Ingredients Nutrition

  • 12 lb fish fillet, approximately, in two pieces
  • 1 lime, juice of, divided
  • 1 tablespoon fresh garlic, minced
  • sea salt & freshly ground black pepper, to taste
  • 1 mango, peeled and cut into 1/2 cubes
  • 3 tablespoons fresh cilantro, minced
  • 2 teaspoons jalapeno peppers, minced (or to taste, this amount gives it a bit of heat without overpowering the other flavours)
  • 1 tablespoon red onion, very finely minced
  • 1 tablespoon extra virgin olive oil

Directions

  1. Prepare fish: drizzle with half of the lime juice, rub with garlic, and sprinkle with pepper.

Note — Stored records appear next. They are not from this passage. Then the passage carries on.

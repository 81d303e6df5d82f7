/// Auth audit entity module
pub mod auth_log;
/// Permission entity module
pub mod permission;
/// Rate-limit denial entity module
pub mod rate_limit_log;
/// Request audit entity module
pub mod request_log;
/// Role entity module
pub mod role;
/// Role-permission association module
pub mod role_permission;
/// User entity module
pub mod user;
/// User-role association module
pub mod user_role;

pub use auth_log::Entity as AuthLog;
pub use permission::Entity as Permission;
pub use rate_limit_log::Entity as RateLimitLog;
pub use request_log::Entity as RequestLog;
pub use role::Entity as Role;
pub use role_permission::Entity as RolePermission;
pub use user::Entity as User;
pub use user_role::Entity as UserRole;
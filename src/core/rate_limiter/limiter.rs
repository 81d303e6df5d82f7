//! Fixed-window rate limit enforcement

use super::identity::RateLimitIdentity;
use super::policy::{RateLimitPolicy, most_permissive};
use super::types::RateLimitResult;
use crate::config::models::rate_limit::RateLimitConfig;
use crate::core::models::{RateLimitLogEntry, User};
use crate::storage::{AuditStore, CounterStore};
use crate::utils::error::{GatewayError, Result, RetryPolicy};
use std::sync::Arc;
use tracing::{debug, warn};

/// Selects a policy per caller and enforces it against a shared counter store
#[derive(Clone)]
pub struct RateLimiter {
    pub(super) config: RateLimitConfig,
    pub(super) counters: Arc<dyn CounterStore>,
    pub(super) audit: Arc<dyn AuditStore>,
    pub(super) retry: RetryPolicy,
}

impl RateLimiter {
    pub fn new(
        config: RateLimitConfig,
        counters: Arc<dyn CounterStore>,
        audit: Arc<dyn AuditStore>,
        retry: RetryPolicy,
    ) -> Self {
        Self {
            config,
            counters,
            audit,
            retry,
        }
    }

    pub fn is_enabled(&self) -> bool {
        self.config.enabled
    }

    /// Policy for a caller; `None` means unlimited
    ///
    /// Users get the most permissive policy among their roles, ties going to
    /// the earliest assigned role. Anonymous callers and users without roles
    /// get the configured default.
    pub fn select_policy(&self, user: Option<&User>) -> Option<RateLimitPolicy> {
        user.and_then(|u| most_permissive(&u.roles))
            .or(self.config.default_policy)
    }

    /// Count this request against `(identity, route)` and admit or deny it
    ///
    /// A denial is written to the audit store before `TooManyRequests` is
    /// returned. A counter store that does not answer in time yields
    /// `InfrastructureTimeout`, never an admission.
    pub async fn check_and_consume(
        &self,
        identity: &RateLimitIdentity,
        route: &str,
        policy: &RateLimitPolicy,
    ) -> Result<RateLimitResult> {
        let key = self.counter_key(identity, route);
        let window = policy.interval();

        let count = self
            .retry
            .call("rate limit counter", || self.counters.increment(&key, window))
            .await?;

        let result = RateLimitResult::from_window(count, policy);
        if result.allowed {
            debug!(
                "Rate limit ok for {} on {}: {}/{}",
                identity.key, route, result.current_count, result.limit
            );
            return Ok(result);
        }

        warn!(
            "Rate limit exceeded for {} on {} ({})",
            identity.key, route, policy
        );
        self.record_denial(identity, route, policy).await;
        Err(GatewayError::too_many_requests(result.retry_after_secs()))
    }

    /// Select a policy for `user` and enforce it; unlimited callers are not counted
    pub async fn enforce(
        &self,
        identity: &RateLimitIdentity,
        user: Option<&User>,
        route: &str,
    ) -> Result<Option<RateLimitResult>> {
        if !self.config.enabled {
            return Ok(None);
        }

        match self.select_policy(user) {
            Some(policy) => self.check_and_consume(identity, route, &policy).await.map(Some),
            None => Ok(None),
        }
    }

    /// Start the periodic sweep of elapsed windows
    pub fn start_cleanup_task(self: Arc<Self>) -> tokio::task::JoinHandle<()> {
        let limiter = self.clone();
        let period = self.config.cleanup_interval();
        tokio::spawn(async move {
            let mut interval = tokio::time::interval(period);
            loop {
                interval.tick().await;
                match limiter.counters.purge_expired().await {
                    Ok(0) => {}
                    Ok(purged) => debug!("Purged {} expired rate limit windows", purged),
                    Err(e) => warn!("Rate limit window sweep failed: {}", e),
                }
            }
        })
    }

    fn counter_key(&self, identity: &RateLimitIdentity, route: &str) -> String {
        format!("{}:{}:{}", self.config.key_prefix, identity.key, route)
    }

    async fn record_denial(
        &self,
        identity: &RateLimitIdentity,
        route: &str,
        policy: &RateLimitPolicy,
    ) {
        let entry = RateLimitLogEntry {
            user_id: identity.user_id,
            identity: identity.key.clone(),
            route: route.to_string(),
            policy: *policy,
            at: chrono::Utc::now(),
        };

        if let Err(e) = self.audit.record_rate_limit(entry).await {
            warn!("Failed to record rate limit denial: {}", e);
        }
    }
}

Set aside to allow to marinade while you prepare the salsa.
  2. Prepare salsa: combine the rest of the lime juice with the mango, cilantro, jalapeno pepper, onion, and black pepper to taste.
  3. Cook fish: in a frying pan, heat olive oil. Add fish, and cook 3 minutes. Using a large silicone spatula, carefully flip over the fish and cook on the other side, about 3 minutes longer or until it flakes with a fork. Alternately, cook on a Foreman grill for 3 minutes.
  4. Transfer from grill to serving plate; spoon salsa atop shark.